Lynas Corporation Limited currently supplies up to 30 per cent of global rare earth elements and acts as a prototype for downstream processing. Lynas’ AU$575 million processing facility on the outskirts of Kalgoorlie-Boulder has entered its final stage of construction as demand for its products outside of China continues to grow.
Meanwhile, Core Lithium opened its Finniss Lithium Project just south of Darwin’s port in October 2022, with intentions to operationalise processing facilities in the near future and Iluka Resources, a heavy mineral sand company, operates as a major supplier of processed zircon and titanium minerals.
Further, the delivery of Australia’s state-owned mineral processing facility – Queensland Resources Common User Facility (QRCUF) – for critical minerals is progressing from the inception phase, focused initially on vanadium processing, with capacity to expand over time to encompass processing other critical minerals including cobalt and rare earth elements.
QRCUF will accelerate the development of commercial mining projects, promote investment in advanced mineral manufacturing opportunities and support supply chain and industry development.
Shaping the long-term outlook
There are, however, a few things that Australia will need in order to process these chemically-complex raw materials competitively and commercially to effectively scale operations, drive productivity, and improve sustainability across the resources value chain in order to make these investments economically worthwhile in the long run.
Targeted Federal Government investment and support will be required first to propel a skilled workforce.
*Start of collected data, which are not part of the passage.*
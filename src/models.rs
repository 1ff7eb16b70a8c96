//! Core data structures shared across the build
//!
//! Source records themselves stay generic [`Table`] rows; the types here are
//! the records this crate derives from them.

use serde::{Deserialize, Serialize};

use crate::table::{Table, Value};

/// Column names of the mappings table
pub mod mapping_columns {
    pub const SOURCE_TERM_ID: &str = "SourceTermID";
    pub const SOURCE_TERM: &str = "SourceTerm";
    pub const MAPPED_TERM_LABEL: &str = "MappedTermLabel";
    pub const MAPPED_TERM_CURIE: &str = "MappedTermCURIE";
    pub const MAPPED_TERM_IRI: &str = "MappedTermIRI";
    pub const MAPPING_SCORE: &str = "MappingScore";

    pub const ALL: [&str; 6] = [
        SOURCE_TERM_ID,
        SOURCE_TERM,
        MAPPED_TERM_LABEL,
        MAPPED_TERM_CURIE,
        MAPPED_TERM_IRI,
        MAPPING_SCORE,
    ];
}

/// Column names of the mapping-counts table
pub mod count_columns {
    pub const IRI: &str = "IRI";
    pub const DIRECT: &str = "Direct";
    pub const INHERITED: &str = "Inherited";
}

/// Free-text value of one source record, to be mapped to an ontology term
#[derive(Debug, Clone, PartialEq, Eq, Serialize, Deserialize)]
pub struct SourceTerm {
    pub id: String,
    pub text: String,
}

impl SourceTerm {
    pub fn new(id: impl Into<String>, text: impl Into<String>) -> Self {
        Self {
            id: id.into(),
            text: text.into(),
        }
    }

    /// Collect source terms from two metadata columns, skipping rows where
    /// either value is missing
    pub fn from_table(table: &Table, id_column: &str, text_column: &str) -> Option<Vec<Self>> {
        let id_idx = table.column_index(id_column)?;
        let text_idx = table.column_index(text_column)?;
        Some(
            table
                .rows()
                .iter()
                .filter_map(|row| {
                    let id = row[id_idx].as_text()?;
                    let text = row[text_idx].as_text()?;
                    Some(Self { id, text })
                })
                .collect(),
        )
    }
}

/// One source record mapped to one ontology term
#[derive(Debug, Clone, PartialEq, Serialize, Deserialize)]
pub struct Mapping {
    pub source_term_id: String,
    pub source_term: String,
    pub mapped_term_label: String,
    pub mapped_term_curie: String,
    pub mapped_term_iri: String,
    /// `None` when the match is exact and unscored
    pub mapping_score: Option<f64>,
}

impl Mapping {
    /// Round a confidence score to the stored precision of three decimals
    pub fn round_score(score: f64) -> f64 {
        (score * 1000.0).round() / 1000.0
    }

    pub fn to_table(mappings: &[Mapping]) -> Table {
        let mut table = Table::new(mapping_columns::ALL);
        for m in mappings {
            table.push_row(vec![
                m.source_term_id.clone().into(),
                m.source_term.clone().into(),
                m.mapped_term_label.clone().into(),
                m.mapped_term_curie.clone().into(),
                m.mapped_term_iri.clone().into(),
                m.mapping_score.into(),
            ]);
        }
        table
    }
}

/// Direct and inherited mapping counts of one ontology term
#[derive(Debug, Clone, PartialEq, Eq, Serialize, Deserialize)]
pub struct MappingCount {
    pub iri: String,
    pub direct: usize,
    pub inherited: usize,
}

impl MappingCount {
    pub fn to_table(counts: &[MappingCount]) -> Table {
        let mut table = Table::new([
            count_columns::IRI,
            count_columns::DIRECT,
            count_columns::INHERITED,
        ]);
        for c in counts {
            table.push_row(vec![c.iri.clone().into(), c.direct.into(), c.inherited.into()]);
        }
        table
    }
}

/// An ontology class with its compact and full identifiers
#[derive(Debug, Clone, PartialEq, Eq, PartialOrd, Ord, Hash, Serialize, Deserialize)]
pub struct OntologyClass {
    pub curie: String,
    pub iri: String,
}

impl OntologyClass {
    pub fn new(curie: impl Into<String>, iri: impl Into<String>) -> Self {
        Self {
            curie: curie.into(),
            iri: iri.into(),
        }
    }
}

/// Publication metadata for one PubMed identifier
#[derive(Debug, Clone, PartialEq, Eq, Serialize, Deserialize)]
pub struct Reference {
    pub pmid: String,
    pub journal: String,
    pub title: String,
    pub abstract_text: String,
    pub year: String,
    pub url: String,
}

impl Reference {
    /// Column order of the references table; the id column takes the name
    /// of the metadata's publication-id column
    pub fn columns(pmid_column: &str) -> [&str; 6] {
        [pmid_column, "Journal", "Title", "Abstract", "Year", "URL"]
    }

    pub fn to_row(&self) -> Vec<Value> {
        vec![
            self.pmid.clone().into(),
            self.journal.clone().into(),
            self.title.clone().into(),
            self.abstract_text.clone().into(),
            Value::raw(&self.year),
            self.url.clone().into(),
        ]
    }
}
Australia’s labour market largely relies on STEM and vocational skills to support emerging technologies and relies on the advanced manufacturing skills needed for downstream critical minerals processing.
Australia still has a large challenge ahead to close the skills shortage and is already heavily dependent on foreign engineers. Recent figures indicate 70 per cent of engineers in the country have migrated from overseas.
Access to capital will also be required to bring projects to full-scale production and improve access to debt and equity finance. In addition to this, ethical certifications will need to be a priority to strengthen Australian manufacturers’ ability to boost export markets. Finally, Australian manufacturers will need to demonstrate reliable processing viability and the ability to scale in order to remain competitive and attract investors.
However, a key barrier the Australian resources technology sector faces in achieving scaled operations is the initial investment required to establish processing facilities in Australia. This is a costly exercise as there are substantial investment overheads to develop domestic capabilities. Australia’s capital markets are often reluctant to lend to this sector and end users are slow to adopt new technologies. As a byproduct, companies struggle to commercialise or resort to heading offshore to raise capital, develop opportunities to attract finance, and build resilience to market fluctuations in the absence of public funding.
Further barriers to entry include technical risks associated with highly complex and custom processing, paired with commodity price volatility in markets that lack transparency, and high product qualification thresholds, making it difficult to compete in the market.
A bottom-line perspective
Public and private investment into downstream processing and industries that rely on critical minerals will be a financial compromise in the short run as Australia continues its journey to achieve economies of scale and improve sustainability across the value chain. However, communities will benefit in the long run. The growth of the critical minerals sector will not only serve to cushion Australia's economy from a recession in the short term, it will support future growth and resilience.
In a future state, this will limit exposure to commodity price fluctuations through adding value along the value chain, create new industries, and support secure jobs with skill pathways for future generations.